What to work on: Search the listing for the string "DistroTooLargeCompressed". Copy every line that has it.

Dataset excerpts:

// src/checks/paths.rs

//! Checks on member paths that break installs on some platforms

use super::Check;
use crate::summary::DistributionSummary;
use crate::Result;
use std::collections::{BTreeSet, HashMap};

/// Flags paths that only differ by case; they overwrite each other on
/// case-insensitive filesystems (macOS, Windows).
#[derive(Debug, Clone, Copy, Default)]
pub struct FilesOnlyDifferByCase;

impl Check for FilesOnlyDifferByCase {
    fn name(&self) -> &'static str {
        "files-only-differ-by-case"
    }

    fn run(&self, summary: &DistributionSummary) -> Result<Vec<String>> {
        let mut by_lowercase: HashMap<String, BTreeSet<&str>> = HashMap::new();
        for path in summary.all_paths() {
            by_lowercase.entry(path.to_lowercase()).or_default().insert(path);
        }

        let mut collisions: Vec<&str> = by_lowercase
            .into_values()
            .filter(|group| group.len() > 1)
            .flatten()
            .collect();
        if collisions.is_empty() {
            return Ok(Vec::new());
        }
        collisions.sort_unstable();

        Ok(vec![format!(
            "[{}] Found files which differ only by case. Files: {}",
            self.name(),
            collisions.join(",")
        )])
    }
}

/// Flags paths with characters outside ASCII
#[derive(Debug, Clone, Copy, Default)]
pub struct PathContainsNonAscii;

impl Check for PathContainsNonAscii {
    fn name(&self) -> &'static str {
        "path-contains-non-ascii-characters"
    }

    fn run(&self, summary: &DistributionSummary) -> Result<Vec<String>> {
        Ok(summary
            .all_paths()
            .into_iter()
            .filter(|path| !path.is_ascii())
            .map(|path| {
                let printable: String = path
                    .chars()
                    .map(|c| if c.is_ascii() { c } else { '?' })
                    .collect();
                format!(
                    "[{}] Found file path containing non-ASCII characters: '{}'",
                    self.name(),
                    printable
                )
            })
            .collect())
    }
}

/// Flags paths containing a space
#[derive(Debug, Clone, Copy, Default)]
pub struct PathContainsSpaces;

impl Check for PathContainsSpaces {
    fn name(&self) -> &'static str {
        "path-contains-spaces"
    }

    fn run(&self, summary: &DistributionSummary) -> Result<Vec<String>> {
        Ok(summary
            .all_paths()
            .into_iter()
            .filter(|path| path.contains(' '))
            .map(|path| format!("[{}] Found path with spaces: '{}'", self.name(), path))
            .collect())
    }
}

/// Flags paths longer than the configured number of characters
#[derive(Debug, Clone)]
pub struct PathTooLong {
    max_path_length: usize,
}

impl PathTooLong {
    pub fn new(max_path_length: usize) -> Self {
        Self { max_path_length }
    }
}

impl Check for PathTooLong {
    fn name(&self) -> &'static str {
        "path-too-long"
    }

    fn run(&self, summary: &DistributionSummary) -> Result<Vec<String>> {
        let mut out = Vec::new();
        for path in summary.all_paths() {
            // characters, not bytes
            let length = path.chars().count();
            if length > self.max_path_length {
                out.push(format!(
                    "[{}] Path too long ({} > {}): '{}'",
                    self.name(),
                    length,
                    self.max_path_length,
                    path
                ));
            }
        }
        Ok(out)
    }
}
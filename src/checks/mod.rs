// src/checks/mod.rs

//! Check catalog
//!
//! A [`Check`] inspects one [`DistributionSummary`] and returns
//! human-readable violation messages, each prefixed with `[check-name]`.
//! Checks are independent of each other; the engine decides which run.
//!
//! | Name | Flags |
//! |------|-------|
//! | `compiled-objects-have-debug-symbols` | compiled objects still carrying debug symbols |
//! | `distro-too-large-compressed` | archive bigger than the allowed size |
//! | `distro-too-large-uncompressed` | contents bigger than the allowed size |
//! | `expected-files` | required file/directory patterns with no match |
//! | `files-only-differ-by-case` | paths that collide on case-insensitive filesystems |
//! | `mixed-file-extensions` | `.jpg` next to `.jpeg`, `.yml` next to `.yaml`, ... |
//! | `path-contains-non-ascii-characters` | non-ASCII paths |
//! | `path-contains-spaces` | paths with spaces |
//! | `path-too-long` | paths over the length limit |
//! | `too-many-files` | more files than allowed |
//! | `unexpected-files` | files/directories matching `!`-prefixed patterns |

mod debug_symbols;
mod extensions;
mod paths;
mod patterns;
mod size;

pub use debug_symbols::CompiledObjectsHaveDebugSymbols;
pub use extensions::MixedFileExtensions;
pub use paths::{FilesOnlyDifferByCase, PathContainsNonAscii, PathContainsSpaces, PathTooLong};
pub use patterns::{ExpectedFiles, UnexpectedFiles};
pub use size::{DistroTooLargeCompressed, DistroTooLargeUncompressed, TooManyFiles};

use crate::config::{CheckSettings, ConfigError};
use crate::debug_symbols::DebugSymbolDetector;
use crate::summary::DistributionSummary;
use crate::Result;

/// Names of every check, sorted
pub const ALL_CHECKS: [&str; 11] = [
    "compiled-objects-have-debug-symbols",
    "distro-too-large-compressed",
    "distro-too-large-uncompressed",
    "expected-files",
    "files-only-differ-by-case",
    "mixed-file-extensions",
    "path-contains-non-ascii-characters",
    "path-contains-spaces",
    "path-too-long",
    "too-many-files",
    "unexpected-files",
];

/// A named rule evaluated against one distribution
pub trait Check: Send + Sync {
    /// Unique name used in messages and in `select` / `ignore`
    fn name(&self) -> &'static str;

    /// Violation messages for `summary`; empty when the rule holds.
    ///
    /// Errors mean the check could not be evaluated (for example, the
    /// archive could not be re-read), not that it failed.
    fn run(&self, summary: &DistributionSummary) -> Result<Vec<String>>;
}

/// Build every check from resolved settings, in [`ALL_CHECKS`] order
pub fn registry(
    settings: &CheckSettings,
    detector: DebugSymbolDetector,
) -> std::result::Result<Vec<Box<dyn Check>>, ConfigError> {
    Ok(vec![
        Box::new(CompiledObjectsHaveDebugSymbols::new(detector)),
        Box::new(DistroTooLargeCompressed::new(settings)),
        Box::new(DistroTooLargeUncompressed::new(settings)),
        Box::new(ExpectedFiles::new(&settings.expected_directories, &settings.expected_files)?),
        Box::new(FilesOnlyDifferByCase),
        Box::new(MixedFileExtensions),
        Box::new(PathContainsNonAscii),
        Box::new(PathContainsSpaces),
        Box::new(PathTooLong::new(settings.max_path_length)),
        Box::new(TooManyFiles::new(settings.max_allowed_files)),
        Box::new(UnexpectedFiles::new(&settings.expected_directories, &settings.expected_files)?),
    ])
}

Solution for this exercise:
pub use size::{DistroTooLargeCompressed, DistroTooLargeUncompressed, TooManyFiles};
        Box::new(DistroTooLargeCompressed::new(settings)),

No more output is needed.